Tourettism refers to the presence of Tourette-like symptoms in the absence of Tourette syndrome, as the result of other diseases or conditions, known as "secondary causes".

Tourette syndrome (TS) is an inherited neurological condition of multiple motor and at least one vocal tic. Although Tourette syndrome is the most common cause of tic disorders, other sporadic, genetic, and neurodegenerative disorders may also exhibit tics.

Conditions that may manifest tics or stereotyped movements include developmental disorders; autism spectrum disorders and stereotypic movement disorder; Sydenham's chorea; idiopathic dystonia; and genetic conditions such as Huntington's disease, neuroacanthocytosis, pantothenate kinase-associated neurodegeneration, Duchenne muscular dystrophy, Wilson's disease, and tuberous sclerosis. Other possibilities include chromosomal disorders such as Down syndrome, Klinefelter syndrome, XYY syndrome and fragile X syndrome. Acquired causes of tics include drug-induced tics, head trauma, encephalitis, stroke, and carbon monoxide poisoning.
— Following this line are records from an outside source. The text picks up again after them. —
#[tokio::test]
async fn test_downloads_run_one_at_a_time_in_fifo_order() {
    let mut env = TestEnv::new(FakeRunner::succeeding().with_delay(Duration::from_millis(30)));

    let mut ids = Vec::new();
    for i in 0..5 {
        ids.push(env.submit(&format!("https://example.com/v{}", i)).await);
    }
    assert_eq!(env.ctx.task_manager.queue_size(), 5);
    env.start_worker();

    for id in &ids {
        assert_eq!(env.wait_terminal(id).await.state, TaskState::Ready);
    }

    let order: Vec<String> = env.runner.calls().iter().map(url_of).collect();
    let expected: Vec<String> = (0..5).map(|i| format!("https://example.com/v{}", i)).collect();
    assert_eq!(order, expected);
    assert_eq!(env.runner.max_concurrency(), 1);
    assert_eq!(env.ctx.task_manager.queue_size(), 0);
}

#[tokio::test]
async fn test_bad_tasks_do_not_stop_the_worker() {
    let mut env = TestEnv::new(FakeRunner::with_script(|command| {
        let url = url_of(command);
        if url.contains("panic") {
            panic!("tool wrapper blew up");
        }
        if url.contains("bad") {
            return Ok(exit(1, "ERROR: bad"));
        }
        let template = command.flag_value("-o").unwrap_or_default();
        std::fs::write(template.replace("%(ext)s", "m4a"), b"audio").unwrap();
        Ok(exit(0, ""))
    }));
    env.start_worker();

    let panicking = env.submit("https://example.com/panic").await;
    let bad = env.submit("https://example.com/bad").await;
    let good = env.submit("https://example.com/good").await;

    let task = env.wait_terminal(&panicking).await;
    assert_eq!(task.state, TaskState::Error);
    assert!(!task.error_message.unwrap().is_empty());

    assert_eq!(env.wait_terminal(&bad).await.state, TaskState::Error);
    assert_eq!(env.wait_terminal(&good).await.state, TaskState::Ready);
}

#[tokio::test]
async fn test_missing_task_is_skipped() {
    let mut env = TestEnv::new(FakeRunner::succeeding());

    let removed = env.submit("https://example.com/removed").await;
    let kept = env.submit("https://example.com/kept").await;
    env.ctx.task_manager.storage().remove(&removed).await;
    env.start_worker();

    assert_eq!(env.wait_terminal(&kept).await.state, TaskState::Ready);
    let urls: Vec<String> = env.runner.calls().iter().map(url_of).collect();
    assert_eq!(urls, vec!["https://example.com/kept".to_string()]);
}

#[tokio::test]
async fn test_observed_states_follow_the_state_machine() {
    let mut env = TestEnv::new(FakeRunner::succeeding().with_delay(Duration::from_millis(50)));
    let id = env.submit("https://example.com/v").await;

    let observer = {
        let ctx = env.ctx.clone();
        let id = id.clone();
        tokio::spawn(async move {
            let mut seen: Vec<TaskState> = Vec::new();
            loop {
                let state = ctx.task_manager.get_task(&id).await.unwrap().state;
                if seen.last() != Some(&state) {
                    seen.push(state);
                }
                if state.is_terminal() {
                    return seen;
                }
                sleep(Duration::from_millis(2)).await;
            }
        })
    };
    env.start_worker();

    let seen = observer.await.unwrap();
    assert_eq!(seen.first(), Some(&TaskState::Queued));
    assert_eq!(seen.last(), Some(&TaskState::Ready));
    for pair in seen.windows(2) {
        assert!(pair[0].can_transition_to(pair[1]), "{:?}", seen);
    }
}

#[tokio::test]
async fn test_sweep_removes_aged_and_keeps_young() {
    let env = TestEnv::with_config(FakeRunner::succeeding(), |config| {
        config.retention = Duration::from_millis(100);
    });

    let old = env.ready_task().await;
    sleep(Duration::from_millis(250)).await;
    let young = env.ready_task().await;

    let stats = env.ctx.sweeper.sweep().await.unwrap();
    assert_eq!(stats.directories_removed, 1);
    assert_eq!(stats.tasks_removed, 1);

    assert!(!task_dir(env.scratch.path(), &old).exists());
    assert!(env.ctx.task_manager.get_task(&old).await.is_none());
    assert!(task_dir(env.scratch.path(), &young).exists());
    assert!(env.ctx.task_manager.get_task(&young).await.is_some());
}

#[tokio::test]
async fn test_sweep_never_reclaims_active_tasks() {
    let env = TestEnv::with_config(FakeRunner::succeeding(), |config| {
        config.retention = Duration::from_millis(10);
    });
    let storage = env.ctx.task_manager.storage();

    let downloading = new_task_id();
    storage.create(&downloading, "https://example.com/v").await.unwrap();
    storage.set_state(&downloading, TaskState::Downloading, None).await.unwrap();
    std::fs::create_dir_all(task_dir(env.scratch.path(), &downloading)).unwrap();
    sleep(Duration::from_millis(50)).await;

    let stats = env.ctx.sweeper.sweep().await.unwrap();
    assert_eq!(stats, SweepStats::default());
    assert!(task_dir(env.scratch.path(), &downloading).exists());
}

#[tokio::test]
async fn test_sweep_reclaims_orphan_directories_by_mtime() {
    let env = TestEnv::with_config(FakeRunner::succeeding(), |config| {
        config.retention = Duration::from_millis(50);
    });
    let orphan = new_task_id();
    std::fs::create_dir_all(task_dir(env.scratch.path(), &orphan)).unwrap();
    std::fs::create_dir_all(env.scratch.path().join("keep-me")).unwrap();
    sleep(Duration::from_millis(150)).await;

    let stats = env.ctx.sweeper.sweep().await.unwrap();
    assert_eq!(stats.directories_removed, 1);
    assert_eq!(stats.tasks_removed, 0);
    assert!(!task_dir(env.scratch.path(), &orphan).exists());
    assert!(env.scratch.path().join("keep-me").exists());
}

#[tokio::test]
async fn test_sweep_prunes_terminal_entries_without_directory() {
    let env = TestEnv::new(FakeRunner::succeeding());
    let storage = env.ctx.task_manager.storage();

    let ready = env.ready_task().await;
    std::fs::remove_dir_all(task_dir(env.scratch.path(), &ready)).unwrap();
    let queued = new_task_id();
    storage.create(&queued, "https://example.com/q").await.unwrap();

    let stats = env.ctx.sweeper.sweep().await.unwrap();
    assert_eq!(stats.tasks_removed, 1);
    assert!(storage.get(&ready).await.is_none());
    assert!(storage.get(&queued).await.is_some());
}

#[tokio::test]
async fn test_processing_keeps_task_alive() {
    let env = TestEnv::with_config(FakeRunner::succeeding(), |config| {
        config.retention = Duration::from_millis(200);
    });
    let id = env.ready_task().await;
    sleep(Duration::from_millis(300)).await;

    env.ctx.clip_processor.process(&id, &clip()).await.unwrap();
    env.ctx.sweeper.sweep().await.unwrap();

    assert!(task_dir(env.scratch.path(), &id).exists());
    assert_eq!(
        env.ctx.task_manager.get_task(&id).await.unwrap().state,
        TaskState::Ready
    );
}

#[tokio::test]
async fn test_sweep_waits_for_in_flight_processing() {
    let env = TestEnv::with_config(
        FakeRunner::succeeding().with_delay(Duration::from_millis(200)),
        |config| config.retention = Duration::ZERO,
    );
    let id = env.ready_task().await;

    let processing = {
        let ctx = env.ctx.clone();
        let id = id.clone();
        tokio::spawn(async move { ctx.clip_processor.process(&id, &clip()).await })
    };
    sleep(Duration::from_millis(50)).await;

    let stats = env.ctx.sweeper.sweep().await.unwrap();
    assert_eq!(stats.directories_removed, 0);
    assert!(task_dir(env.scratch.path(), &id).exists());

    let artifact = processing.await.unwrap().unwrap();
    assert!(artifact.path.exists());

    sleep(Duration::from_millis(20)).await;
    let stats = env.ctx.sweeper.sweep().await.unwrap();
    assert_eq!(stats.directories_removed, 1);
    assert!(matches!(
        env.ctx.clip_processor.process(&id, &clip()).await,
        Err(ProcessError::TaskNotFound)
    ));
}

#[tokio::test]
async fn test_concurrent_sweeps_and_processing_stay_consistent() {
    let env = TestEnv::with_config(
        FakeRunner::succeeding().with_delay(Duration::from_millis(5)),
        |config| config.retention = Duration::ZERO,
    );
    let id = env.ready_task().await;

    let mut handles = Vec::new();
    for i in 0..20 {
        let ctx = env.ctx.clone();
        let id = id.clone();
        handles.push(tokio::spawn(async move {
            sleep(Duration::from_millis(i % 7)).await;
            if i % 2 == 0 {
                ctx.sweeper.sweep().await.map(|_| ()).map_err(|e| e.to_string())
            } else {
                match ctx.clip_processor.process(&id, &clip()).await {
                    Ok(_) | Err(ProcessError::TaskNotFound) | Err(ProcessError::SourceMissing) => Ok(()),
                    Err(e) => Err(e.to_string()),
                }
            }
        }));
    }
    for handle in handles {
        handle.await.unwrap().unwrap();
    }

    match env.ctx.task_manager.get_task(&id).await {
        Some(task) => {
            assert_eq!(task.state, TaskState::Ready);
            assert!(task_dir(env.scratch.path(), &id).exists());
        }
        None => assert!(!task_dir(env.scratch.path(), &id).exists()),
    }
}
The symptoms of Lesch–Nyhan syndrome may also be confused with Tourette syndrome.

==Tic mimickers==

- Chorea (disease)
- Myoclonus
- Dystonia
  - Torsion dystonia
  - Idiopathic dystonia

==Genetic/chromosomal==

- Chromosomal abnormalities
- Citrullinemia
- Down syndrome
- Duchenne muscular dystrophy
- Fragile X syndrome
- Pantothenate kinase-associated neurodegeneration
- Huntington's disease
- Klinefelter syndrome
- Lesch–Nyhan syndrome
- Neuroacanthocytosis
- Neurodegeneration
- Phenylketonuria
- Schizophrenia
- Tuberous sclerosis
- Wilson's disease
- XYY syndrome

==Infectious or post-infectious==

- Encephalitis
- Mycoplasma pneumoniae
- Sydenham's chorea

==Developmental==

- Pervasive developmental disorders
  - Asperger syndrome
  - Autism spectrum
  - Rett syndrome
- Intellectual disability
- Static encephalopathy
- Stereotypic movement disorder

==Toxins/insults/acquired==

- Carbon monoxide poisoning
- Cerebral palsy
- Creutzfeldt–Jakob disease
- Fetal alcohol syndrome
- Head trauma
- Hypoglycemia
- Intrauterine exposure to illicit drugs
- Intrauterine infections
- Mercury
- Neurocutaneous syndromes
- Neurosyphilis
- Perinatal asphyxia
- Psychogenic disease
- Stroke
- Wasp venom

===Drugs===

- Cocaine
- Levodopa (Dopar, Larodopa)
- Antiepileptics Carbamazepine (Atretol, Epitol, Tegretol)
- Lamotrigine (Lamictal)
- Amphetamines
- Pemoline
- Phenytoin (Dilantin)
- Phenobarbital
- Antipsychotics (e.g.; haloperidol)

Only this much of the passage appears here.